EXERCISE MATERIAL:
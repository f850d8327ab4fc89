//! Messaging
//!
//! Messages are delivered synchronously: sending is a direct call into the
//! receiver that returns its response before the tick continues. A
//! trust-aware receiver only acts on a message when the sender is itself,
//! passes its trust decision, is asking for status, or is the leader. Every
//! receipt, accepted or not, lands in the message log.

use swarm_events::{AgentId, MessageKind, MessageLogEntry, SimTimestamp, Vec2};
use tracing::{debug, info};

use crate::agent::PendingClaim;
use crate::fsm::AgentState;
use crate::sides::ObjectSide;
use crate::swarm::Swarm;

/// Sensitivity of first-hand behaviour observations.
pub const OBSERVATION_SENSITIVITY: f64 = 0.5;

#[derive(Debug, Clone, Copy, PartialEq, Eq)]
pub enum BehaviorRequest {
    ReturnHome,
    ResumeSearch,
}

/// What an agent says about itself when asked.
#[derive(Debug, Clone, Copy, PartialEq)]
pub struct StatusReport {
    pub state: AgentState,
    pub position: Vec2,
    pub assigned_side: Option<ObjectSide>,
}

#[derive(Debug, Clone, Copy, PartialEq)]
pub enum MessageContent {
    MoveToLocation { target: Vec2 },
    ChangeBehavior { request: BehaviorRequest },
    Localization { object_position: Vec2 },
    ReportStatus,
}

impl MessageContent {
    pub fn kind(&self) -> MessageKind {
        match self {
            MessageContent::MoveToLocation { .. } => MessageKind::MoveToLocation,
            MessageContent::ChangeBehavior { .. } => MessageKind::ChangeBehavior,
            MessageContent::Localization { .. } => MessageKind::Localization,
            MessageContent::ReportStatus => MessageKind::ReportStatus,
        }
    }

    /// How costly it is to act on this content if the sender lies.
    pub fn sensitivity(&self) -> f64 {
        match self {
            MessageContent::ReportStatus => 0.2,
            MessageContent::Localization { .. } => 0.5,
            MessageContent::MoveToLocation { .. } => 0.6,
            MessageContent::ChangeBehavior { .. } => 0.8,
        }
    }
}

#[derive(Debug, Clone, Copy, PartialEq)]
pub struct Message {
    pub from: AgentId,
    pub content: MessageContent,
    pub timestamp: SimTimestamp,
}

#[derive(Debug, Clone, Copy, PartialEq)]
pub enum MessageResponse {
    Accepted,
    Rejected,
    Status(StatusReport),
}

#[derive(Debug, Clone, PartialEq)]
pub enum Recipients {
    Explicit(Vec<AgentId>),
    /// Every active agent except the sender
    AllPeers,
}

/// Delivery settings plus the accept/reject log.
#[derive(Debug, Clone, Default)]
pub struct CommunicationController {
    trust_enabled: bool,
    trust_based_broadcasting: bool,
    log: Vec<MessageLogEntry>,
}

impl CommunicationController {
    pub fn new(trust_enabled: bool, trust_based_broadcasting: bool) -> Self {
        Self {
            trust_enabled,
            trust_based_broadcasting,
            log: Vec::new(),
        }
    }

    pub fn trust_enabled(&self) -> bool {
        self.trust_enabled
    }

    /// Broadcasts skip recipients the sender does not trust.
    pub fn filters_broadcasts(&self) -> bool {
        self.trust_enabled && self.trust_based_broadcasting
    }

    pub fn log(&self) -> &[MessageLogEntry] {
        &self.log
    }

    fn record(&mut self, entry: MessageLogEntry) {
        self.log.push(entry);
    }
}

impl Swarm {
    /// Ids a message to `recipients` from `from` would go to.
    pub fn resolve_recipients(&self, from: AgentId, recipients: &Recipients) -> Vec<AgentId> {
        match recipients {
            Recipients::Explicit(ids) => ids
                .iter()
                .copied()
                .filter(|id| self.agent(*id).is_some_and(|a| a.active))
                .collect(),
            Recipients::AllPeers => self
                .agents()
                .iter()
                .filter(|a| a.active && a.id != from)
                .map(|a| a.id)
                .collect(),
        }
    }

    pub fn send_message(
        &mut self,
        from: AgentId,
        to: AgentId,
        content: MessageContent,
    ) -> MessageResponse {
        let message = Message {
            from,
            content,
            timestamp: self.clock.now(),
        };
        self.receive_message(to, message)
    }

    /// Sends `content` to every resolved recipient in id order.
    pub fn send(
        &mut self,
        from: AgentId,
        recipients: &Recipients,
        content: MessageContent,
    ) -> Vec<(AgentId, MessageResponse)> {
        self.resolve_recipients(from, recipients)
            .into_iter()
            .map(|to| (to, self.send_message(from, to, content)))
            .collect()
    }

    /// Sends `content` to all peers, minus those the sender distrusts when
    /// trust-based broadcasting is on. The pre-filter never changes trust state.
    pub fn broadcast(
        &mut self,
        from: AgentId,
        content: MessageContent,
    ) -> Vec<(AgentId, MessageResponse)> {
        let mut targets = self.resolve_recipients(from, &Recipients::AllPeers);
        if self.comms.filters_broadcasts() {
            let sensitivity = content.sensitivity();
            targets.retain(|to| self.trust_decision(from, *to, sensitivity, false));
        }
        targets
            .into_iter()
            .map(|to| (to, self.send_message(from, to, content)))
            .collect()
    }

    /// Delivers `message` to `receiver`, applying the trust gate.
    pub fn receive_message(&mut self, receiver: AgentId, message: Message) -> MessageResponse {
        let accepted = self.passes_gate(receiver, &message);
        let is_from_malicious = self
            .agent(message.from)
            .is_some_and(|a| a.is_malicious());
        self.comms.record(MessageLogEntry {
            from: message.from,
            to: receiver,
            kind: message.content.kind(),
            is_from_malicious,
            was_accepted: accepted,
            timestamp: message.timestamp,
        });

        if !accepted {
            debug!(
                from = %message.from,
                to = %receiver,
                kind = %message.content.kind(),
                "Message rejected"
            );
            return MessageResponse::Rejected;
        }
        self.handle_message(receiver, message)
    }

    fn passes_gate(&mut self, receiver: AgentId, message: &Message) -> bool {
        if !self.comms.trust_enabled() {
            return true;
        }
        if self.agent_ref(receiver).behavior().bypasses_trust_gate() {
            return true;
        }
        message.from == receiver
            || self.trust_decision(receiver, message.from, message.content.sensitivity(), true)
            || matches!(message.content, MessageContent::ReportStatus)
            || self.leader() == Some(message.from)
    }

    fn handle_message(&mut self, receiver: AgentId, message: Message) -> MessageResponse {
        match message.content {
            MessageContent::MoveToLocation { target } => {
                let agent = &self.agents[receiver.index()];
                if !agent.behavior().follows_move_command(&mut self.rng) {
                    debug!(agent = %receiver, "Move command ignored");
                    return MessageResponse::Accepted;
                }
                self.adopt_claim(receiver, message.from, target);
                MessageResponse::Accepted
            }
            MessageContent::Localization { object_position } => {
                self.adopt_claim(receiver, message.from, object_position);
                if self.leader() == Some(receiver) && message.from != receiver {
                    self.redirect_peer(receiver, message.from, object_position);
                }
                MessageResponse::Accepted
            }
            MessageContent::ChangeBehavior { request } => {
                let agent = &mut self.agents[receiver.index()];
                match request {
                    BehaviorRequest::ReturnHome => {
                        agent.return_home_requested = true;
                        agent.navigation_target = None;
                        agent.pending_claim = None;
                    }
                    BehaviorRequest::ResumeSearch => agent.return_home_requested = false,
                }
                MessageResponse::Accepted
            }
            MessageContent::ReportStatus => {
                let recipient_malicious = self.agent_ref(message.from).is_malicious();
                MessageResponse::Status(self.status_report(receiver, recipient_malicious))
            }
        }
    }

    /// Points a searching, unassigned agent at a location a peer vouched for.
    fn adopt_claim(&mut self, receiver: AgentId, from: AgentId, location: Vec2) {
        if from == receiver || self.sides.side_of(receiver).is_some() {
            return;
        }
        let agent = &mut self.agents[receiver.index()];
        if agent.state() != AgentState::Searching || agent.return_home_requested {
            return;
        }
        agent.navigation_target = Some(location);
        agent.pending_claim = Some(PendingClaim {
            from,
            claimed: location,
        });
    }

    /// The leader sends its most trusted idle searcher towards `location`.
    fn redirect_peer(&mut self, leader: AgentId, informant: AgentId, location: Vec2) {
        let candidate = self
            .agents
            .iter()
            .filter(|a| {
                a.active
                    && a.id != leader
                    && a.id != informant
                    && a.state() == AgentState::Searching
                    && a.navigation_target.is_none()
                    && self.sides.side_of(a.id).is_none()
            })
            .map(|a| (a.id, self.peer_trust(leader, a.id)))
            .max_by(|a, b| {
                a.1.partial_cmp(&b.1)
                    .unwrap_or(std::cmp::Ordering::Equal)
                    .then(b.0.cmp(&a.0))
            })
            .map(|(id, _)| id);

        if let Some(peer) = candidate {
            info!(%leader, %peer, "Leader redirecting peer to reported object");
            self.send_message(leader, peer, MessageContent::MoveToLocation { target: location });
        }
    }

    /// What `agent` answers when asked for its status.
    pub fn status_report(&mut self, agent: AgentId, recipient_malicious: bool) -> StatusReport {
        let assigned_side = self.reported_assigned_side(agent);
        let bounds = *self.env.bounds();
        let a = &self.agents[agent.index()];
        let position =
            a.behavior()
                .report_position(a.position, recipient_malicious, &bounds, &mut self.rng);
        StatusReport {
            state: a.state(),
            position,
            assigned_side,
        }
    }
}

#[cfg(test)]
mod tests {
    use super::*;

    #[test]
    fn test_sensitivity_ordering() {
        let status = MessageContent::ReportStatus.sensitivity();
        let change = MessageContent::ChangeBehavior {
            request: BehaviorRequest::ReturnHome,
        }
        .sensitivity();
        let localization = MessageContent::Localization {
            object_position: Vec2::ZERO,
        }
        .sensitivity();
        assert!(status < localization);
        assert!(localization < change);
    }

    #[test]
    fn test_kind_mapping() {
        assert_eq!(
            MessageContent::MoveToLocation { target: Vec2::ZERO }.kind(),
            MessageKind::MoveToLocation
        );
        assert_eq!(MessageContent::ReportStatus.kind(), MessageKind::ReportStatus);
    }

    #[test]
    fn test_broadcast_filtering_needs_trust() {
        assert!(!CommunicationController::new(false, true).filters_broadcasts());
        assert!(!CommunicationController::new(true, false).filters_broadcasts());
        assert!(CommunicationController::new(true, true).filters_broadcasts());
    }
}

TASK BRIEF: All lines with the word "CommunicationController" should be copied from the material above.

RESPONSE AREA:
pub struct CommunicationController {
impl CommunicationController {
        assert!(!CommunicationController::new(false, true).filters_broadcasts());
        assert!(!CommunicationController::new(true, false).filters_broadcasts());
        assert!(CommunicationController::new(true, true).filters_broadcasts());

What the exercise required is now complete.